Da San Girolamo sappiamo che Minucio visse la maggior parte della sua vita a Roma dove esercitò la professione di avvocato. Sia detto per inciso che Frontone, vissuto nella seconda metà del II secolo, fu maestro di retorica alla corte degli Antonini ed educatore dei due figli adottivi di Antonino Pio, Marco Aurelio e Lucio Vero. Di lui possediamo un Epistolario e diverse opere minori, ma le orazioni per cui Frontone godette grande fama non ci sono pervenute. Da Minucio Felice sappiamo che ne pronunciò anche una contro i cristiani. Forse il discorso anticristiano di Cecilio nell’Octavius riproduce le stesse argomentazioni dell’orazione di Frontone.
Non conosciamo l’anno di composizione dell’Octavius dal momento che molte delle argomentazioni dell’opera si trovano anche nell’Apologeticum di Tertulliano, pubblicato nel 197 d.C., da cui la questione a tutt’oggi irrisolta sulla priorità dell’Octavius rispetto all’Apologeticum. Tuttavia Ettore Paratore, dopo aver ripreso San Cipriano e Lattanzio conclude che “essendo tradizionale la forma del dialogo nella letteratura latina, per argomenti di carattere speculativo, ciò può contribuire a fare intendere come Minucio abbia inaugurato l’apologetica latina con un dialogo, mentre, se già ci fossero state le due opere tertullianee che hanno forma di orazione, meno si comprenderebbe un ritorno alla forma del dialogo; se, dico, aggiungiamo questi altri dati e queste altre riflessioni, possiamo concludere che l’ipotesi della priorità dell’Octavius rispetto all’Ad nationes e all’Apologeticum ha una certa possibilità di cogliere nel segno”.
Veniamo ora al contenuto dell’opera. L’Octavius prende il nome da uno dei tre protagonisti del dialogo, è cristiano e si confronta con il pagano Cecilio, mentre Minucio ha funzione arbitrale. Il dialogo è preceduto da un preludio in cui si narra che una mattina d’autunno i tre amici passeggiavano sul litorale laziale e Cecilio, vista una statua del dio Serapide, manda un bacio al dio. Ottavio, che è cristiano, mostra di non gradire questo ossequio. Cecilio rimane per un po’ pensieroso e infine decidono di chiarirsi.
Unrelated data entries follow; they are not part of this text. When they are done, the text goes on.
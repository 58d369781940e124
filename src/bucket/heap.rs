//! Heap buckets over reference-counted buffers.

use core::{fmt, mem};
use std::rc::Rc;

use super::{Bucket, Kind};
use crate::allocator::CellBuf;

/// A buffer shared by heap buckets. It may be larger than the bytes in use,
/// in which case a bucket holding the only reference can grow into the rest.
pub(super) struct HeapBuffer {
    storage: Storage,
    /// Receives the buffer once the last bucket is gone.
    release: Option<Box<dyn FnOnce(Box<[u8]>)>>,
}

enum Storage {
    Boxed(Box<[u8]>),
    Cell(CellBuf),
}

impl HeapBuffer {
    #[inline(always)]
    pub(super) fn as_slice(&self) -> &[u8] {
        match &self.storage {
            Storage::Boxed(data) => data,
            Storage::Cell(data) => data,
        }
    }

    #[inline(always)]
    fn as_mut_slice(&mut self) -> &mut [u8] {
        match &mut self.storage {
            Storage::Boxed(data) => data,
            Storage::Cell(data) => data,
        }
    }
}

impl Drop for HeapBuffer {
    fn drop(&mut self) {
        if let (Some(release), Storage::Boxed(data)) = (self.release.take(), &mut self.storage) {
            release(mem::take(data));
        }
    }
}

impl fmt::Debug for HeapBuffer {
    fn fmt(&self, f: &mut fmt::Formatter<'_>) -> fmt::Result {
        f.debug_struct("HeapBuffer")
            .field("capacity", &self.as_slice().len())
            .field("release", &self.release.is_some())
            .finish()
    }
}

impl<'a> Bucket<'a> {
    /// Creates a heap bucket holding a copy of `data`.
    #[inline(always)]
    #[must_use]
    pub fn heap(data: &[u8]) -> Bucket<'a> {
        Bucket::heap_adopt(data)
    }

    /// Creates a heap bucket taking over `data` without copying.
    #[must_use]
    pub fn heap_adopt(data: impl Into<Box<[u8]>>) -> Bucket<'a> {
        let data = data.into();
        let length = data.len();
        Bucket::with_storage(Storage::Boxed(data), None, length)
    }

    /// Creates a heap bucket taking over `data`. Once the last bucket over
    /// the data is dropped, the data is passed to `release` instead of being
    /// deallocated.
    #[must_use]
    pub fn heap_with_release(
        data: Box<[u8]>,
        release: impl FnOnce(Box<[u8]>) + 'static,
    ) -> Bucket<'a> {
        let length = data.len();
        Bucket::with_storage(Storage::Boxed(data), Some(Box::new(release)), length)
    }

    /// Creates an empty heap bucket over a buffer that writes grow into.
    pub(crate) fn write_buffer(buffer: CellBuf) -> Bucket<'a> {
        Bucket::with_storage(Storage::Cell(buffer), None, 0)
    }

    /// Creates a heap bucket with the first `length` bytes of `data` in use.
    pub(super) fn heap_partial(data: Box<[u8]>, length: usize) -> Bucket<'a> {
        debug_assert!(length <= data.len());
        Bucket::with_storage(Storage::Boxed(data), None, length)
    }

    fn with_storage(
        storage: Storage,
        release: Option<Box<dyn FnOnce(Box<[u8]>)>>,
        length: usize,
    ) -> Bucket<'a> {
        Bucket {
            start: 0,
            length: Some(length),
            kind: Kind::Heap(Rc::new(HeapBuffer { storage, release })),
        }
    }

    /// Returns the unused space after the bytes of a heap bucket, if this
    /// bucket is the only one referencing the buffer. Buffers handed back to
    /// a release function are never written to.
    pub(crate) fn spare_capacity(&mut self) -> Option<&mut [u8]> {
        let Kind::Heap(buffer) = &mut self.kind else {
            return None;
        };
        let end = self.start + self.length?;
        let buffer = Rc::get_mut(buffer).filter(|buffer| buffer.release.is_none())?;
        Some(&mut buffer.as_mut_slice()[end..])
    }

    /// Appends `data` into the spare space of the buffer. Returns `false`,
    /// leaving the bucket unchanged, if it does not fit.
    pub(crate) fn extend_in_place(&mut self, data: &[u8]) -> bool {
        match self.spare_capacity() {
            Some(spare) if spare.len() >= data.len() => {
                spare[..data.len()].copy_from_slice(data);
            }
            _ => return false,
        }
        self.length = self.length.map(|length| length + data.len());
        true
    }
}
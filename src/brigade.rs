//! Brigades: ordered sequences of buckets.
//!
//! A [`Brigade`] is a [`Ring`] of buckets belonging to a [`Pool`]. Buckets
//! move in and out of brigades in constant time, and whole brigades are
//! concatenated and split without touching the data.
//!
//! Reading a bucket inside a brigade may produce a successor bucket for the
//! rest of its data. [`Cursor::read`] links it right after the bucket read,
//! so a brigade always describes the whole stream:
//!
//! ```text
//!   before:  [HEAP "GET "] [FILE 0..20000] [EOS]
//!   read 1:  [HEAP "GET "] [HEAP 0..8000] [FILE 8000..20000] [EOS]
//! ```
//!
//! # Scope
//!
//! When the pool is cleared, the brigade is emptied. Buckets may borrow data
//! for `'a`, so they cannot be dropped from within the pool's cleanup. The
//! cleanup only marks the brigade released: from then on it reports itself
//! empty, and its buckets are dropped by the next call that takes it mutably,
//! which also re-registers the brigade with the pool.
//!
//! # Writing
//!
//! The write family appends bytes at the tail. Small writes are copied into a
//! write buffer of [`BUFFER_SIZE`] bytes, a heap bucket allocated from the
//! brigade's [`BucketAllocator`], and consecutive writes grow it in place.
//! Data larger than a write buffer is not copied into one. Callers may pass a
//! flush callback, which is invoked when a full write buffer is left behind or
//! large data is appended, so that the brigade can be passed downstream and
//! emptied instead of growing.

use core::{cell::Cell, fmt, mem};
use std::{io, rc::Rc};

use crate::{
    allocator::{BucketAllocator, CellBuf},
    bucket::BUFFER_SIZE,
    io::File,
    pool::{Cleanup, Pool},
    ring::{self, Ring},
    Bucket, BucketError, ReadMode,
};

/// The largest file region a single file bucket inserted by
/// [`Brigade::insert_file`] covers.
pub const MAX_FILE_BUCKET: usize = 1 << 30;

/// A callback passing a brigade downstream, used by the write family.
pub type Flush<'f, 'a> = &'f mut dyn FnMut(&mut Brigade<'a>) -> io::Result<()>;

/// An ordered sequence of buckets.
///
/// See the [module documentation](self) for an overview.
pub struct Brigade<'a> {
    buckets: Ring<Bucket<'a>>,
    pool: Pool,
    /// Set by the pool cleanup.
    released: Rc<Cell<bool>>,
    cleanup: Option<Cleanup>,
}
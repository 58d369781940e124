//! Sources of pipe and socket buckets.

use core::time::Duration;
use std::{io, net::TcpStream};

/// A readable stream with a read timeout.
///
/// Pipe and socket buckets read from a source. A non-blocking read sets the
/// timeout to `Some(Duration::ZERO)` for a single read, and expects a read
/// without data available to fail with [`io::ErrorKind::WouldBlock`]. A read
/// returning zero bytes means the source has ended.
pub trait Source: io::Read {
    /// Returns the read timeout, `None` if reads block indefinitely.
    ///
    /// # Errors
    ///
    /// An error is returned if an IO error is encountered.
    fn timeout(&self) -> io::Result<Option<Duration>>;

    /// Sets the read timeout. `Some(Duration::ZERO)` makes reads
    /// non-blocking.
    ///
    /// # Errors
    ///
    /// An error is returned if an IO error is encountered.
    fn set_timeout(&mut self, timeout: Option<Duration>) -> io::Result<()>;

    /// Closes the source once it has ended. The default does nothing.
    ///
    /// # Errors
    ///
    /// An error is returned if an IO error is encountered.
    fn close(&mut self) -> io::Result<()> {
        Ok(())
    }
}

/// Implements [`Source`] for std streams, which take a zero timeout as an
/// error, so it is mapped to the non-blocking mode instead.
///
/// The non-blocking mode is not reported by `timeout`. A stream switched to it
/// by other means reports its read timeout.
macro_rules! impl_stream_source {
    ($($stream:ty),*) => {$(
        impl Source for $stream {
            fn timeout(&self) -> io::Result<Option<Duration>> {
                self.read_timeout()
            }

            fn set_timeout(&mut self, timeout: Option<Duration>) -> io::Result<()> {
                if timeout == Some(Duration::ZERO) {
                    return self.set_nonblocking(true);
                }
                self.set_nonblocking(false)?;
                self.set_read_timeout(timeout)
            }
        }
    )*};
}

impl_stream_source!(TcpStream);
#[cfg(unix)]
impl_stream_source!(std::os::unix::net::UnixStream);
use alloc::vec::Vec;

use tracing::debug;

use crate::{
    face::{EndpointId, FaceEndpoint, FaceInfo},
    forwarder::ForwarderState,
    packet::{Interest, Nack},
    strategy::{
        is_next_hop_eligible, propagate_nack_if_all_nacked, reject_with_no_route,
        RetransmissionDecision, RetransmissionSuppression, Strategy,
    },
    tables::{pit::PitToken, NextHop},
};

/// Forwards a new Interest to the cheapest eligible next hop only.
///
/// A retransmission (same Interest, new nonce) that is not suppressed goes to
/// an eligible next hop not tried yet, or else to the one tried longest ago.
#[derive(Default)]
pub struct BestRouteStrategy {
    suppression: RetransmissionSuppression,
}

impl BestRouteStrategy {
    pub fn new(suppression: RetransmissionSuppression) -> Self {
        Self { suppression }
    }

    fn eligible_next_hops(
        fw: &ForwarderState,
        ingress: &FaceInfo,
        interest: &Interest,
        entry: PitToken,
    ) -> Vec<(NextHop, FaceInfo)> {
        fw.lookup_fib(entry)
            .into_iter()
            .filter_map(|hop| Some((hop, fw.face_info(hop.face)?)))
            .filter(|(_, egress)| is_next_hop_eligible(ingress, interest, egress))
            .collect()
    }
}

impl Strategy for BestRouteStrategy {
    fn name(&self) -> &'static str {
        "best-route"
    }

    fn after_receive_interest(
        &mut self,
        fw: &mut ForwarderState,
        interest: &Interest,
        ingress: FaceEndpoint,
        entry: PitToken,
    ) {
        let now = fw.now();
        let decision = self.suppression.decide(fw.pit_entry(entry), now);
        if decision == RetransmissionDecision::Suppress {
            debug!(
                "afterReceiveInterest in={} interest={} suppressed",
                ingress.face, interest.name
            );
            return;
        }

        let Some(ingress_info) = fw.face_info(ingress.face) else {
            return;
        };
        let eligible = Self::eligible_next_hops(fw, &ingress_info, interest, entry);

        let chosen = match decision {
            RetransmissionDecision::New => eligible.first().map(|x| x.0),
            _ => {
                // Prefer a next hop not tried yet, then the one tried longest ago
                let pit_entry = fw.pit_entry(entry);
                eligible
                    .iter()
                    .find(|(hop, _)| pit_entry.out_record(hop.face).is_none())
                    .or_else(|| {
                        eligible.iter().min_by_key(|(hop, _)| {
                            pit_entry.out_record(hop.face).map(|r| r.last_renewed)
                        })
                    })
                    .map(|x| x.0)
            }
        };

        let Some(next_hop) = chosen else {
            if decision == RetransmissionDecision::New {
                reject_with_no_route(fw, ingress, entry);
            } else {
                debug!(
                    "afterReceiveInterest in={} interest={} retransmission with no eligible next hop",
                    ingress.face, interest.name
                );
            }
            return;
        };

        debug!(
            "afterReceiveInterest in={} interest={} to={} retransmission={}",
            ingress.face,
            interest.name,
            next_hop.face,
            decision != RetransmissionDecision::New
        );
        self.suppression
            .record_forwarded(fw.pit_entry_mut(entry), decision, now);
        fw.send_interest(
            entry,
            FaceEndpoint::new(next_hop.face, EndpointId::DEFAULT),
            interest.clone(),
        );
    }

    fn after_receive_nack(
        &mut self,
        fw: &mut ForwarderState,
        nack: &Nack,
        ingress: FaceEndpoint,
        entry: PitToken,
    ) {
        debug!(
            "afterReceiveNack in={} nack={}~{}",
            ingress.face,
            nack.interest.name,
            nack.reason()
        );
        propagate_nack_if_all_nacked(fw, entry);
    }
}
Cecilio inizia deridendo la fede cristiana in una provvidenza che regola il mondo e afferma che, vista l’incertezza degli stessi filosofi sull’esistenza degli dei, conviene seguire i culti tradizionali nei confronti di quelle divinità che tanta potenza hanno portato a Roma. A Cecilio fa poi meraviglia la fede in un Dio che non fa nulla per alleviare le sofferenze sopportate per amore di una vita futura e privandosi così dei piaceri di questa vita. Infine accusa i cristiani di abbandonarsi ad ogni turpitudine nei loro nascondigli lontani da occhi indiscreti.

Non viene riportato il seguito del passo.